//! Derivation path styles for different wallet software.
//!
//! TronLink, Ledger Live and the older Ledger app all use coin type 195 but
//! disagree on which path level carries the account index.

use alloc::{format, string::String};
use core::fmt;
use core::str::FromStr;

use crate::network::TRON_COIN_TYPE;

/// TRON derivation path styles.
///
/// - **Standard** (TronLink, Trust Wallet): `m/44'/195'/0'/0/{index}`
/// - **Ledger Live**: `m/44'/195'/{index}'/0/0`
/// - **Ledger Legacy**: `m/44'/195'/0'/{index}`
#[derive(Debug, Clone, Copy, PartialEq, Eq, Hash, Default)]
#[non_exhaustive]
pub enum DerivationStyle {
    /// Standard BIP-44 path, index at the address level.
    #[default]
    Standard,

    /// One hardened account per index.
    LedgerLive,

    /// Index at the fourth level, non-hardened, no change level.
    LedgerLegacy,
}

impl DerivationStyle {
    /// Generate the derivation path string for a given index.
    #[must_use]
    pub fn path(self, index: u32) -> String {
        match self {
            Self::Standard => format!("m/44'/{TRON_COIN_TYPE}'/0'/0/{index}"),
            Self::LedgerLive => format!("m/44'/{TRON_COIN_TYPE}'/{index}'/0/0"),
            Self::LedgerLegacy => format!("m/44'/{TRON_COIN_TYPE}'/0'/{index}"),
        }
    }

    /// Get the human-readable name of this derivation style.
    #[must_use]
    pub const fn name(self) -> &'static str {
        match self {
            Self::Standard => "Standard (TronLink)",
            Self::LedgerLive => "Ledger Live",
            Self::LedgerLegacy => "Ledger Legacy",
        }
    }

    /// Get a short identifier.
    #[must_use]
    pub const fn id(self) -> &'static str {
        match self {
            Self::Standard => "standard",
            Self::LedgerLive => "ledger-live",
            Self::LedgerLegacy => "ledger-legacy",
        }
    }

    /// Get all available derivation styles.
    #[must_use]
    pub const fn all() -> &'static [Self] {
        &[Self::Standard, Self::LedgerLive, Self::LedgerLegacy]
    }
}

impl fmt::Display for DerivationStyle {
    fn fmt(&self, f: &mut fmt::Formatter<'_>) -> fmt::Result {
        write!(f, "{}", self.name())
    }
}

impl FromStr for DerivationStyle {
    type Err = ParseDerivationStyleError;

    fn from_str(s: &str) -> Result<Self, Self::Err> {
        match s.to_ascii_lowercase().as_str() {
            "standard" | "tronlink" | "bip44" => Ok(Self::Standard),
            "ledger-live" | "ledgerlive" | "live" => Ok(Self::LedgerLive),
            "ledger-legacy" | "ledgerlegacy" | "legacy" => Ok(Self::LedgerLegacy),
            _ => Err(ParseDerivationStyleError(s.into())),
        }
    }
}

/// Error returned when parsing an invalid derivation style string.
#[derive(Debug, Clone, PartialEq, Eq)]
pub struct ParseDerivationStyleError(pub(crate) String);

impl fmt::Display for ParseDerivationStyleError {
    fn fmt(&self, f: &mut fmt::Formatter<'_>) -> fmt::Result {
        write!(
            f,
            "invalid derivation style '{}', expected one of: standard, ledger-live, ledger-legacy",
            self.0
        )
    }
}

#[cfg(feature = "std")]
impl std::error::Error for ParseDerivationStyleError {}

===

**Work to be completed**
In the listing above, please print only the lines from the first one to the line where "use core::str::FromStr;" appears, exactly as written, both of those lines included.

**The answer**
//! Derivation path styles for different wallet software.
//!
//! TronLink, Ledger Live and the older Ledger app all use coin type 195 but
//! disagree on which path level carries the account index.

use alloc::{format, string::String};
use core::fmt;
use core::str::FromStr;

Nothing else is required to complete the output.